Top of Working data

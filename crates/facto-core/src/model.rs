//! Declaration metadata model supplied by the host toolchain.
//!
//! facto never inspects source text itself. The host (an annotation
//! processor, a compiler plugin, an exported element dump) describes each
//! declaration with these types and hands them over through a
//! [`MetadataProvider`](crate::MetadataProvider).

use serde::{Deserialize, Serialize};

/// A canonical dotted type name (e.g. `com.example.drinks.Drink`).
#[derive(Debug, Clone, PartialEq, Eq, Hash, PartialOrd, Ord, Serialize, Deserialize)]
#[serde(transparent)]
pub struct QualifiedName(String);

impl QualifiedName {
    /// Creates a qualified name from a dotted string.
    pub fn new(name: impl Into<String>) -> Self {
        Self(name.into())
    }

    /// Returns the full dotted name.
    #[must_use]
    pub fn as_str(&self) -> &str {
        &self.0
    }

    /// Returns the last segment (e.g. `Drink` for `com.example.Drink`).
    #[must_use]
    pub fn simple_name(&self) -> &str {
        self.0.rsplit('.').next().unwrap_or(&self.0)
    }

    /// Returns the package portion, or `None` for a root-package type.
    #[must_use]
    pub fn package(&self) -> Option<&str> {
        self.0.rsplit_once('.').map(|(pkg, _)| pkg)
    }
}

impl std::fmt::Display for QualifiedName {
    fn fmt(&self, f: &mut std::fmt::Formatter<'_>) -> std::fmt::Result {
        f.write_str(&self.0)
    }
}

impl From<&str> for QualifiedName {
    fn from(s: &str) -> Self {
        Self::new(s)
    }
}

impl From<String> for QualifiedName {
    fn from(s: String) -> Self {
        Self(s)
    }
}

/// Kind of declaration.
#[derive(Debug, Clone, Copy, PartialEq, Eq, Serialize, Deserialize)]
#[serde(rename_all = "lowercase")]
pub enum DeclKind {
    /// A concrete or abstract class.
    Class,
    /// An interface.
    Interface,
    /// An enum.
    Enum,
    /// An annotation declaration.
    Annotation,
}

impl std::fmt::Display for DeclKind {
    fn fmt(&self, f: &mut std::fmt::Formatter<'_>) -> std::fmt::Result {
        match self {
            Self::Class => write!(f, "class"),
            Self::Interface => write!(f, "interface"),
            Self::Enum => write!(f, "enum"),
            Self::Annotation => write!(f, "annotation"),
        }
    }
}

/// Visibility of a declaration or member.
#[derive(Debug, Clone, Copy, PartialEq, Eq, Serialize, Deserialize)]
#[serde(rename_all = "kebab-case")]
pub enum Visibility {
    /// Visible everywhere.
    Public,
    /// Visible to subtypes and the package.
    Protected,
    /// Visible within the package only.
    PackagePrivate,
    /// Visible within the declaring type only.
    Private,
}

/// Modifier set attached to a declaration.
#[derive(Debug, Clone, Copy, PartialEq, Eq, Serialize, Deserialize)]
pub struct Modifiers {
    /// Declaration visibility.
    pub visibility: Visibility,
    /// Whether the declaration is abstract.
    #[serde(default)]
    pub is_abstract: bool,
    /// Whether the declaration is final.
    #[serde(default)]
    pub is_final: bool,
}

impl Modifiers {
    /// Public, non-abstract, non-final modifiers.
    #[must_use]
    pub fn public() -> Self {
        Self {
            visibility: Visibility::Public,
            is_abstract: false,
            is_final: false,
        }
    }
}

/// A constructor enclosed by a declaration.
#[derive(Debug, Clone, Copy, PartialEq, Eq, Serialize, Deserialize)]
pub struct Constructor {
    /// Constructor visibility.
    pub visibility: Visibility,
    /// Number of declared parameters.
    pub param_count: usize,
}

impl Constructor {
    /// The public zero-argument constructor.
    #[must_use]
    pub fn public_default() -> Self {
        Self {
            visibility: Visibility::Public,
            param_count: 0,
        }
    }

    /// Whether this constructor is public and takes no arguments.
    #[must_use]
    pub fn is_public_default(&self) -> bool {
        self.visibility == Visibility::Public && self.param_count == 0
    }
}

/// Metadata for one type declaration.
#[derive(Debug, Clone, PartialEq, Eq, Serialize, Deserialize)]
pub struct TypeDecl {
    /// Canonical name of the declaration.
    pub name: QualifiedName,
    /// Kind of declaration.
    pub kind: DeclKind,
    /// Modifier set.
    pub modifiers: Modifiers,
    /// Directly implemented interfaces (not transitive).
    #[serde(default)]
    pub interfaces: Vec<QualifiedName>,
    /// Direct superclass, `None` when the root object type is reached.
    #[serde(default)]
    pub superclass: Option<QualifiedName>,
    /// Enclosed constructors.
    #[serde(default)]
    pub constructors: Vec<Constructor>,
}

impl TypeDecl {
    /// Creates a public concrete class with a public default constructor.
    ///
    /// Convenience for hosts and tests; use the struct literal for
    /// anything more involved.
    #[must_use]
    pub fn concrete_class(name: impl Into<QualifiedName>) -> Self {
        Self {
            name: name.into(),
            kind: DeclKind::Class,
            modifiers: Modifiers::public(),
            interfaces: Vec::new(),
            superclass: None,
            constructors: vec![Constructor::public_default()],
        }
    }
}

/// A type-valued annotation field, before canonicalization.
///
/// Annotation metadata surfaces the `type` field either as an already
/// canonical name or as an opaque mirror text that must be resolved
/// through the provider. Both paths normalize to a [`QualifiedName`];
/// see [`MetadataProvider::resolve_mirror`](crate::MetadataProvider::resolve_mirror).
#[derive(Debug, Clone, PartialEq, Eq, Serialize, Deserialize)]
#[serde(rename_all = "lowercase")]
pub enum TypeRef {
    /// The field was readable as a canonical qualified name.
    Direct(QualifiedName),
    /// The field surfaced as a type mirror; carries the raw mirror text.
    Mirror(String),
}

/// The factory annotation's field values, as read off one declaration.
#[derive(Debug, Clone, PartialEq, Eq, Serialize, Deserialize)]
pub struct FactoryAnnotation {
    /// Caller-chosen dispatch identifier. Must not be blank.
    pub identifier: String,
    /// The group type this declaration claims membership in.
    pub target: TypeRef,
}
//! # facto-core
//!
//! Core engine of facto, a build-time dispatch-factory source generator.
//!
//! The host toolchain discovers declarations carrying the factory
//! annotation and describes them through a [`MetadataProvider`]. The core
//! extracts an [`AnnotatedRecord`] per declaration, validates it with
//! [`RecordValidator`], accumulates validated records in a
//! [`GroupRegistry`], and finally renders one identifier-keyed dispatch
//! factory per group through [`FactoryEmitter`]. [`FactoryProcessor`]
//! drives the whole pass.
//!
//! ## Example
//!
//! ```ignore
//! use facto_core::{FactoryProcessor, CollectingSink};
//!
//! let mut processor = FactoryProcessor::new();
//! let mut diagnostics = CollectingSink::new();
//! processor.process_round(&annotated, &provider, &mut diagnostics)?;
//! processor.finish(&mut sink, &mut diagnostics)?;
//! ```

#![forbid(unsafe_code)]
#![warn(missing_docs)]

mod config;
mod diagnostics;
mod emitter;
mod error;
mod model;
mod processor;
mod provider;
mod record;
mod registry;
mod validator;

pub use config::{ConfigError, EmitterConfig, GeneratorConfig, ValidatorConfig};
pub use diagnostics::{CollectingSink, Diagnostic, DiagnosticSink, TracingSink};
pub use emitter::{
    Artifact, ArtifactSink, DispatchBranch, DispatchPlan, FactoryEmitter, DEFAULT_FACTORY_SUFFIX,
};
pub use error::ProcessingError;
pub use model::{
    Constructor, DeclKind, FactoryAnnotation, Modifiers, QualifiedName, TypeDecl, TypeRef,
    Visibility,
};
pub use processor::{FactoryProcessor, PassState, PassSummary, RoundSummary};
pub use provider::{resolve_type_ref, InMemoryProvider, MetadataProvider};
pub use record::AnnotatedRecord;
pub use registry::{Group, GroupRegistry};
pub use validator::{RecordValidator, DEFAULT_MAX_CHAIN_DEPTH};
//! # facto-adapters
//!
//! Host-integration adapters for `facto-core`:
//!
//! - [`JsonMetadataProvider`] for toolchains that export their element
//!   model as a JSON document
//! - [`LocalArtifactSink`] writing generated sources into a
//!   package-directory tree
//! - [`MemoryArtifactSink`] for tests and dry runs

#![forbid(unsafe_code)]
#![warn(missing_docs)]

mod metadata;
mod sink;

pub use metadata::{JsonMetadataProvider, MetadataError};
pub use sink::{LocalArtifactSink, MemoryArtifactSink};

Bottom of Working data

* **Work instruction**
Restate word for word the entries above, starting at the line with "pub enum TypeRef" and ending at the line with "not be blank.", inclusive, and no others.

* **Output below**
pub enum TypeRef {
    /// The field was readable as a canonical qualified name.
    Direct(QualifiedName),
    /// The field surfaced as a type mirror; carries the raw mirror text.
    Mirror(String),
}

/// The factory annotation's field values, as read off one declaration.
#[derive(Debug, Clone, PartialEq, Eq, Serialize, Deserialize)]
pub struct FactoryAnnotation {
    /// Caller-chosen dispatch identifier. Must not be blank.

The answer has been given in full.